図2:平和中央公園周辺の共用柱.写真上部,通信会社管理の札には「砲台」の文字が見える.

 

 平和中央公園へのリニューアルを機に始めた園内の動植物調査は、「博物館の内外の学びを約束」するための第一歩として行った2021年度企画展示「中央公園ものがたり」に続く取組みです。企画展示(図3)では、リニューアルに至る同園のあゆみを当館の沿革とともに紹介しました(※2)が、動植物については主なものを展示するにとどめました。現状把握に向けた調査は、当初は不定期だったものの、三浦半島昆虫研究会と横須賀植物会の協力のもと2022年度から毎月一回開催するようになり、この春で調査開始から4年度目に入ります。昆虫については、最初の2年間分をまとめた結果をこの春に公表することができました(※3)。
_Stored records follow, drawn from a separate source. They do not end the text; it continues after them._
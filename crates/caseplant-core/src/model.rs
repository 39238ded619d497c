//! Diagram model types.
//!
//! These types are the structured representation produced by the parser and
//! consumed by the renderer.
//!
//! # Pipeline Position
//!
//! ```text
//! Source Text
//!     ↓ lexer
//! Tokens
//!     ↓ parser
//! Diagram Model (these types)
//!     ↓ export
//! PlantUML
//! ```
//!
//! # Ordering
//!
//! [`Diagram`] stores actors and modules in [`IndexMap`]s so that iteration
//! follows declaration order. Re-inserting an existing key replaces the value
//! in place: the entry keeps the position of its first declaration.

use indexmap::IndexMap;
use serde::{Deserialize, Serialize};

use crate::relation::Relation;

/// An actor declaration.
#[derive(Debug, Clone, PartialEq, Eq, Serialize, Deserialize)]
pub struct Actor {
    display_name: String,
    alias: Option<String>,
}

impl Actor {
    /// Create a new actor with its quoted label and optional alias.
    pub fn new(display_name: impl Into<String>, alias: Option<String>) -> Self {
        Self {
            display_name: display_name.into(),
            alias,
        }
    }

    /// Get the human-readable label.
    pub fn display_name(&self) -> &str {
        &self.display_name
    }

    /// Get the alias, if one was declared.
    pub fn alias(&self) -> Option<&str> {
        self.alias.as_deref()
    }

    /// Returns the text relations use to refer to this actor.
    /// Uses the alias if present, otherwise falls back to the display name.
    pub fn reference(&self) -> &str {
        self.alias.as_deref().unwrap_or(&self.display_name)
    }
}

/// A use case declared inside a [`Module`].
#[derive(Debug, Clone, PartialEq, Eq, Serialize, Deserialize)]
pub struct UseCase {
    display_name: String,
    alias: Option<String>,
}

impl UseCase {
    /// Create a new use case with its quoted label and optional alias.
    pub fn new(display_name: impl Into<String>, alias: Option<String>) -> Self {
        Self {
            display_name: display_name.into(),
            alias,
        }
    }

    /// Get the human-readable label.
    pub fn display_name(&self) -> &str {
        &self.display_name
    }

    /// Get the alias, if one was declared.
    pub fn alias(&self) -> Option<&str> {
        self.alias.as_deref()
    }

    /// Returns the alias if present, otherwise the display name.
    pub fn reference(&self) -> &str {
        self.alias.as_deref().unwrap_or(&self.display_name)
    }
}

/// A named group of use cases.
#[derive(Debug, Clone, PartialEq, Eq, Serialize, Deserialize)]
pub struct Module {
    name: String,
    use_cases: Vec<UseCase>,
}

impl Module {
    /// Create a new module owning `use_cases` in declaration order.
    pub fn new(name: impl Into<String>, use_cases: Vec<UseCase>) -> Self {
        Self {
            name: name.into(),
            use_cases,
        }
    }

    /// Get the module name.
    pub fn name(&self) -> &str {
        &self.name
    }

    /// Get the use cases in declaration order.
    pub fn use_cases(&self) -> &[UseCase] {
        &self.use_cases
    }
}

/// The root aggregate produced by one parse.
#[derive(Debug, Clone, Default, PartialEq, Eq, Serialize, Deserialize)]
pub struct Diagram {
    actors: IndexMap<String, Actor>,
    modules: IndexMap<String, Module>,
    relations: Vec<Relation>,
}

impl Diagram {
    /// Create an empty diagram.
    pub fn new() -> Self {
        Self::default()
    }

    /// Record an actor, keyed by its alias or, without one, its display name.
    ///
    /// Returns the actor previously stored under the same key, if any.
    pub fn add_actor(&mut self, actor: Actor) -> Option<Actor> {
        let key = actor.reference().to_string();
        self.actors.insert(key, actor)
    }

    /// Record a module. A module with the same name replaces the earlier
    /// module's use cases and keeps the earlier position.
    ///
    /// Returns the replaced module, if any.
    pub fn add_module(&mut self, module: Module) -> Option<Module> {
        self.modules.insert(module.name.clone(), module)
    }

    /// Append a relation.
    pub fn add_relation(&mut self, relation: Relation) {
        self.relations.push(relation);
    }

    /// Iterate over actors in declaration order.
    pub fn actors(&self) -> impl Iterator<Item = &Actor> {
        self.actors.values()
    }

    /// Look up an actor by alias, or by display name for alias-less actors.
    pub fn actor(&self, key: &str) -> Option<&Actor> {
        self.actors.get(key)
    }

    /// Iterate over modules in declaration order.
    pub fn modules(&self) -> impl Iterator<Item = &Module> {
        self.modules.values()
    }

    /// Look up a module by name.
    pub fn module(&self, name: &str) -> Option<&Module> {
        self.modules.get(name)
    }

    /// Get relations in declaration order.
    pub fn relations(&self) -> &[Relation] {
        &self.relations
    }

    /// Returns `true` if the diagram declares nothing.
    pub fn is_empty(&self) -> bool {
        self.actors.is_empty() && self.modules.is_empty() && self.relations.is_empty()
    }
}
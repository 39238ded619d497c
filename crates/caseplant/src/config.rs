//! Configuration types for Caseplant rendering.
//!
//! All types implement [`serde::Deserialize`] so they can be loaded from a
//! TOML file by the command-line tool or built directly by host code.
//!
//! # Overview
//!
//! - [`AppConfig`] - Top-level application configuration.
//! - [`RenderConfig`] - Controls the shape of the generated PlantUML.
//!
//! # Example
//!
//! ```
//! # use caseplant::config::{AppConfig, ContainerKind};
//! let config = AppConfig::default();
//! assert_eq!(config.render().container(), ContainerKind::Package);
//! assert!(config.render().title().is_none());
//! ```

use std::fmt;

use serde::Deserialize;

/// Top-level application configuration.
#[derive(Debug, Clone, Default, PartialEq, Eq, Deserialize)]
pub struct AppConfig {
    /// Render configuration section.
    #[serde(default)]
    render: RenderConfig,
}

impl AppConfig {
    pub fn new(render: RenderConfig) -> Self {
        Self { render }
    }

    /// Returns the render configuration.
    pub fn render(&self) -> &RenderConfig {
        &self.render
    }
}

/// PlantUML block used to group the use cases of one module.
#[derive(Debug, Clone, Copy, Default, PartialEq, Eq, Hash, Deserialize)]
#[serde(rename_all = "snake_case")]
pub enum ContainerKind {
    #[default]
    Package,
    Rectangle,
    Frame,
}

impl ContainerKind {
    /// The PlantUML keyword that opens the block.
    pub fn keyword(self) -> &'static str {
        match self {
            Self::Package => "package",
            Self::Rectangle => "rectangle",
            Self::Frame => "frame",
        }
    }
}

impl fmt::Display for ContainerKind {
    fn fmt(&self, f: &mut fmt::Formatter<'_>) -> fmt::Result {
        f.write_str(self.keyword())
    }
}

/// Layout direction hint passed through to PlantUML.
#[derive(Debug, Clone, Copy, PartialEq, Eq, Hash, Deserialize)]
#[serde(rename_all = "snake_case")]
pub enum Direction {
    TopToBottom,
    LeftToRight,
}

impl Direction {
    /// The PlantUML directive for this direction.
    pub fn directive(self) -> &'static str {
        match self {
            Self::TopToBottom => "top to bottom direction",
            Self::LeftToRight => "left to right direction",
        }
    }
}

/// Options that shape the rendered PlantUML text.
///
/// Unset fields emit nothing, so a default config renders only what the
/// diagram itself declares.
#[derive(Debug, Clone, Default, PartialEq, Eq, Deserialize)]
pub struct RenderConfig {
    #[serde(default)]
    container: ContainerKind,

    /// Emitted as a direction directive when set.
    #[serde(default)]
    direction: Option<Direction>,

    #[serde(default)]
    title: Option<String>,
}

impl RenderConfig {
    pub fn new(
        container: ContainerKind,
        direction: Option<Direction>,
        title: Option<String>,
    ) -> Self {
        Self {
            container,
            direction,
            title,
        }
    }

    pub fn container(&self) -> ContainerKind {
        self.container
    }

    pub fn direction(&self) -> Option<Direction> {
        self.direction
    }

    pub fn title(&self) -> Option<&str> {
        self.title.as_deref()
    }
}
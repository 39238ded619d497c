//! Caseplant CLI library
//!
//! This module contains the core CLI logic for the Caseplant converter.

pub mod error_adapter;

mod args;
mod config;

pub use args::Args;

use std::{
    fs,
    path::{Path, PathBuf},
};

use log::{error, info, warn};

use caseplant::{CaseplantError, DiagramBuilder, ParseError};

use error_adapter::diagnostics_to_reportables;

/// Run the Caseplant CLI application
///
/// This function converts the input file to PlantUML and writes the result
/// to the output file, or to standard output with `--stdout`.
///
/// Diagnostics are reported as they are found. Without `--strict` the
/// output is written even when the input had errors.
///
/// # Errors
///
/// Returns `CaseplantError` for:
/// - File I/O errors
/// - Configuration loading errors
/// - Parse errors, in strict mode only
pub fn run(args: &Args) -> Result<(), CaseplantError> {
    let output_path = args
        .output
        .as_ref()
        .map_or_else(|| default_output_path(&args.input), PathBuf::from);

    info!(
        input_path = args.input,
        output_path = output_path.display().to_string(),
        strict = args.strict;
        "Processing diagram"
    );

    // Load configuration
    let app_config = config::load_config(args.config.as_ref())?;

    // Read input file
    let source = fs::read_to_string(&args.input)?;

    let builder = DiagramBuilder::new(app_config);
    let parsed = builder.parse_lenient(&source);

    if args.strict && parsed.has_errors() {
        let (_, diagnostics) = parsed.into_parts();
        return Err(CaseplantError::new_parse_error(
            ParseError::new(diagnostics),
            source,
        ));
    }

    for reportable in diagnostics_to_reportables(parsed.diagnostics(), &source) {
        if reportable.is_error() {
            error!("{}", reportable.render());
        } else {
            warn!("{}", reportable.render());
        }
    }

    let text = builder.render(parsed.diagram());

    if args.stdout {
        print!("{text}");
        info!("PlantUML written to standard output");
    } else {
        fs::write(&output_path, text)?;
        info!(output_file = output_path.display().to_string(); "PlantUML exported successfully");
    }

    Ok(())
}

/// The output path used when none is given: the input with a `puml` extension.
pub fn default_output_path(input: impl AsRef<Path>) -> PathBuf {
    input.as_ref().with_extension("puml")
}
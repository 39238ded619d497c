//! Relations between diagram elements.
//!
//! The operator vocabulary is closed. Each [`RelationOperator`] maps one DSL
//! symbol to one relationship kind; the renderer decides how a kind looks in
//! the target notation.

use std::fmt;

use serde::{Deserialize, Serialize};

/// The kind of relationship a relation statement expresses.
#[derive(Debug, Clone, Copy, PartialEq, Eq, Hash, Serialize, Deserialize)]
#[serde(rename_all = "snake_case")]
pub enum RelationOperator {
    /// `--` plain association.
    Association,
    /// `-e>` extension relationship.
    Extend,
    /// `-i>` inclusion relationship.
    Include,
    /// `->>` generalization.
    Generalization,
    /// `->` directed association.
    Directed,
}

impl RelationOperator {
    /// Every operator, ordered so that longer symbols come before shorter
    /// symbols sharing a prefix.
    pub const ALL: [RelationOperator; 5] = [
        RelationOperator::Generalization,
        RelationOperator::Extend,
        RelationOperator::Include,
        RelationOperator::Directed,
        RelationOperator::Association,
    ];

    /// Returns the DSL symbol for this operator.
    pub fn symbol(self) -> &'static str {
        match self {
            RelationOperator::Association => "--",
            RelationOperator::Extend => "-e>",
            RelationOperator::Include => "-i>",
            RelationOperator::Generalization => "->>",
            RelationOperator::Directed => "->",
        }
    }
}

impl fmt::Display for RelationOperator {
    fn fmt(&self, f: &mut fmt::Formatter<'_>) -> fmt::Result {
        f.write_str(self.symbol())
    }
}

/// One side of a relation.
///
/// Operands are not checked against declared actors or use cases; any text
/// is accepted.
#[derive(Debug, Clone, PartialEq, Eq, Hash, Serialize, Deserialize)]
#[serde(rename_all = "snake_case")]
pub enum Operand {
    /// A bare identifier, normally an alias.
    Alias(String),
    /// Quoted label text.
    Label(String),
}

impl Operand {
    /// Returns the operand text without any quoting.
    pub fn text(&self) -> &str {
        match self {
            Operand::Alias(text) | Operand::Label(text) => text,
        }
    }
}

impl fmt::Display for Operand {
    fn fmt(&self, f: &mut fmt::Formatter<'_>) -> fmt::Result {
        match self {
            Operand::Alias(alias) => write!(f, "{alias}"),
            Operand::Label(label) => write!(f, "\"{label}\""),
        }
    }
}

/// A typed relation between two operands.
#[derive(Debug, Clone, PartialEq, Eq, Serialize, Deserialize)]
pub struct Relation {
    left: Operand,
    operator: RelationOperator,
    right: Operand,
}

impl Relation {
    /// Create a new relation.
    pub fn new(left: Operand, operator: RelationOperator, right: Operand) -> Self {
        Self {
            left,
            operator,
            right,
        }
    }

    /// Get the left-hand operand.
    pub fn left(&self) -> &Operand {
        &self.left
    }

    /// Get the relation operator.
    pub fn operator(&self) -> RelationOperator {
        self.operator
    }

    /// Get the right-hand operand.
    pub fn right(&self) -> &Operand {
        &self.right
    }
}

impl fmt::Display for Relation {
    fn fmt(&self, f: &mut fmt::Formatter<'_>) -> fmt::Result {
        write!(f, "{} {} {}", self.left, self.operator, self.right)
    }
}
//! Caseplant CLI entry point.

use std::{process, str::FromStr};

use clap::Parser;
use log::{LevelFilter, debug, error, info};

use caseplant_cli::{Args, error_adapter::to_reportables};

fn main() {
    // Install miette's pretty panic hook early for better panic reports
    miette::set_panic_hook();

    let args = Args::parse();

    // Initialize the logger with the specified log level
    let log_level = LevelFilter::from_str(&args.log_level).unwrap_or_else(|_| {
        eprintln!(
            "Invalid log level: {}. Using 'warn' instead.",
            args.log_level
        );
        LevelFilter::Warn
    });

    env_logger::Builder::from_env(env_logger::Env::default())
        .filter_level(log_level)
        .init();

    info!(log_level:?; "Starting Caseplant");
    debug!(args:?; "Parsed arguments");

    if let Err(err) = caseplant_cli::run(&args) {
        // Render each diagnostic independently
        for reportable in to_reportables(&err) {
            error!("{}", reportable.render());
        }

        process::exit(1);
    }

    info!("Completed successfully");
}
use axum::{extract::State, Json};
use serde_json::{json, Value};

use crate::error::AppResult;
use crate::AppState;

pub async fn health_check() -> Json<Value> {
    Json(json!({
        "status": "ok",
        "service": "questlog-api",
        "version": env!("CARGO_PKG_VERSION"),
    }))
}

/// 503 with the `persistence_failure` envelope when the store cannot be reached.
pub async fn readyz(State(state): State<AppState>) -> AppResult<Json<Value>> {
    let store = state.repo.store();
    let backend = store.backend_name();

    store.ping().await.map_err(|e| {
        tracing::warn!(error = %e, backend, "Readiness check failed");
        e
    })?;

    Ok(Json(json!({
        "status": "ready",
        "checks": { "store": "ok", "backend": backend },
    })))
}
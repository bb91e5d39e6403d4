use chrono::NaiveDate;

use super::leveling::{apply_xp_gain, XpGain};
use super::quota::reset_daily_quests;
use super::EngineError;
use crate::models::player::PlayerState;

const BASE_BONUS_XP: u32 = 20;
const STREAK_BONUS_XP: u32 = 5;

pub fn bonus_amount(streak: u32) -> u32 {
    BASE_BONUS_XP.saturating_add(streak.saturating_mul(STREAK_BONUS_XP))
}

/// XP of the pending bonus for `today`, if one is due.
///
/// A player with no completions and no prior bonus has no activity yet and
/// gets nothing.
pub fn check_login_bonus(player: &PlayerState, today: NaiveDate) -> Option<u32> {
    match player.last_login_date {
        None if player.total_completed == 0 => None,
        Some(last) if last == today => None,
        _ => Some(bonus_amount(player.streak)),
    }
}

#[derive(Debug, Clone, PartialEq, Eq)]
pub struct LoginBonusGrant {
    pub player: PlayerState,
    pub amount: u32,
    pub gain: XpGain,
}

/// Commits the pending bonus. Streak is left alone.
///
/// `expected` is the amount the player was shown. When it no longer matches
/// the due amount nothing is granted, so the player never receives a bonus
/// other than the one they acknowledged.
pub fn grant_login_bonus(
    player: &PlayerState,
    today: NaiveDate,
    expected: Option<u32>,
) -> Result<LoginBonusGrant, EngineError> {
    let amount = check_login_bonus(player, today).ok_or(EngineError::LoginBonusNotDue)?;
    if let Some(expected) = expected.filter(|&xp| xp != amount) {
        return Err(EngineError::LoginBonusChanged {
            expected,
            due: amount,
        });
    }
    let gain = apply_xp_gain(player.level, player.xp, amount);

    let next = PlayerState {
        level: gain.level,
        xp: gain.xp,
        last_login_date: Some(today),
        daily_quests: reset_daily_quests(&player.daily_quests, today),
        ..player.clone()
    };

    Ok(LoginBonusGrant {
        player: next,
        amount,
        gain,
    })
}

#[cfg(test)]
mod tests {
    use super::*;

    fn day(d: u32) -> NaiveDate {
        NaiveDate::from_ymd_opt(2026, 6, d).unwrap()
    }

    #[test]
    fn test_bonus_amount() {
        assert_eq!(bonus_amount(0), 20);
        assert_eq!(bonus_amount(3), 35);
        assert_eq!(bonus_amount(10), 70);
    }

    #[test]
    fn test_no_bonus_without_activity() {
        assert_eq!(check_login_bonus(&PlayerState::default(), day(1)), None);
    }

    #[test]
    fn test_first_bonus_after_first_completion() {
        let player = PlayerState {
            total_completed: 1,
            streak: 1,
            ..PlayerState::default()
        };
        assert_eq!(check_login_bonus(&player, day(1)), Some(25));
    }

    #[test]
    fn test_once_per_day() {
        let player = PlayerState {
            total_completed: 4,
            last_login_date: Some(day(2)),
            ..PlayerState::default()
        };
        assert_eq!(check_login_bonus(&player, day(2)), None);
        assert_eq!(check_login_bonus(&player, day(3)), Some(20));
    }

    #[test]
    fn test_grant_levels_up_and_keeps_streak() {
        let player = PlayerState {
            level: 1,
            xp: 90,
            total_completed: 6,
            streak: 3,
            last_login_date: Some(day(1)),
            ..PlayerState::default()
        };
        let grant = grant_login_bonus(&player, day(2), Some(35)).unwrap();

        assert_eq!(grant.amount, 35);
        assert!(grant.gain.leveled_up());
        assert_eq!((grant.player.level, grant.player.xp), (2, 25));
        assert_eq!(grant.player.streak, 3);
        assert_eq!(grant.player.last_login_date, Some(day(2)));
        assert_eq!(grant.player.daily_quests.date, Some(day(2)));
    }

    #[test]
    fn test_grant_twice_same_day_fails() {
        let player = PlayerState {
            total_completed: 1,
            ..PlayerState::default()
        };
        let grant = grant_login_bonus(&player, day(5), None).unwrap();
        assert_eq!(
            grant_login_bonus(&grant.player, day(5), None),
            Err(EngineError::LoginBonusNotDue)
        );
    }

    #[test]
    fn test_grant_rejects_stale_amount() {
        let player = PlayerState {
            total_completed: 3,
            streak: 2,
            last_login_date: Some(day(1)),
            ..PlayerState::default()
        };
        assert_eq!(
            grant_login_bonus(&player, day(2), Some(25)),
            Err(EngineError::LoginBonusChanged {
                expected: 25,
                due: 30
            })
        );
        assert_eq!(grant_login_bonus(&player, day(2), Some(30)).unwrap().amount, 30);
    }
}
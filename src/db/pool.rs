use sqlx::postgres::PgPoolOptions;
use sqlx::PgPool;

pub async fn create_pool(database_url: &str) -> Result<PgPool, sqlx::Error> {
    // writes are serialized by the game lock upstream
    PgPoolOptions::new()
        .max_connections(4)
        .acquire_timeout(std::time::Duration::from_secs(5))
        .connect(database_url)
        .await
}
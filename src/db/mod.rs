pub mod game_repo;
pub mod kv;
pub mod pool;

#[derive(Debug, thiserror::Error)]
pub enum StoreError {
    #[error("Database error: {0}")]
    Database(#[from] sqlx::Error),

    #[error("Serialization error: {0}")]
    Serialization(#[from] serde_json::Error),

    #[error("Store unavailable: {0}")]
    Unavailable(String),
}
調査結果によると、同園では約160種の昆虫が確認されました。これは横須賀・三浦半島において決して多い種数とは言えませんし、トンボなど水生昆虫がほとんど記録されないという、公園の全体的な印象を反映する結果でもありました。一方で、湿地を好むハネナガイナゴというバッタ(図4)が記録されたことから局所的に湿り気の多い場所があること、分布を東へ拡大している外来種ムネアカオオクロテントウ(図5)が三浦半島内では比較的早い時期に確認できたことから地域に侵入する種をいち早く察知できる場所でもあること、など同園の特徴も明らかになりました。

 

図3:2021年4月~6月に開催した企画展示「中央公園ものがたり」.

 

図4:ハネナガイナゴ.
かつてはコバネイナゴとともに水田周辺を中心に多く生息していたが,農薬の使用とともに激減,再び増えてきたもののコバネイナゴに比べ局所的.内舩 (2024) より引用.

 

図5:ムネアカオオクロテントウ.
マルカメムシの幼虫を捕食する外来種で,神奈川県内では2015年以降分布を東へ広げている.内舩 (2024) より引用.

 

 平和中央公園はリニューアルを機に、東京湾要塞の一つであった米ヶ濱砲台跡の一部が見学できるよう整備されました。リニューアルによって新しくなった植栽エリアの植物は元気よく育ち、自然の変化を実感させてくれます。今後もこうした調査を継続しながら,昆虫だけにとどまらない「博物館の内外の学び」を意識した展示づくりを考えたいと思います。(昆虫担当:内舩)

 

※1 広報よこすか 第169号 (昭和39年1月1日).
※2 内舩俊樹 2022. 公園を「展示」する―隣接する公園と博物館とを接続する試み―. 全科協ニュース, 52(4): 11.
※3 内舩俊樹 2024. 横須賀市平和中央公園における昆虫等調査(予報). 横須賀市博研報 (自然), (71): 13–20.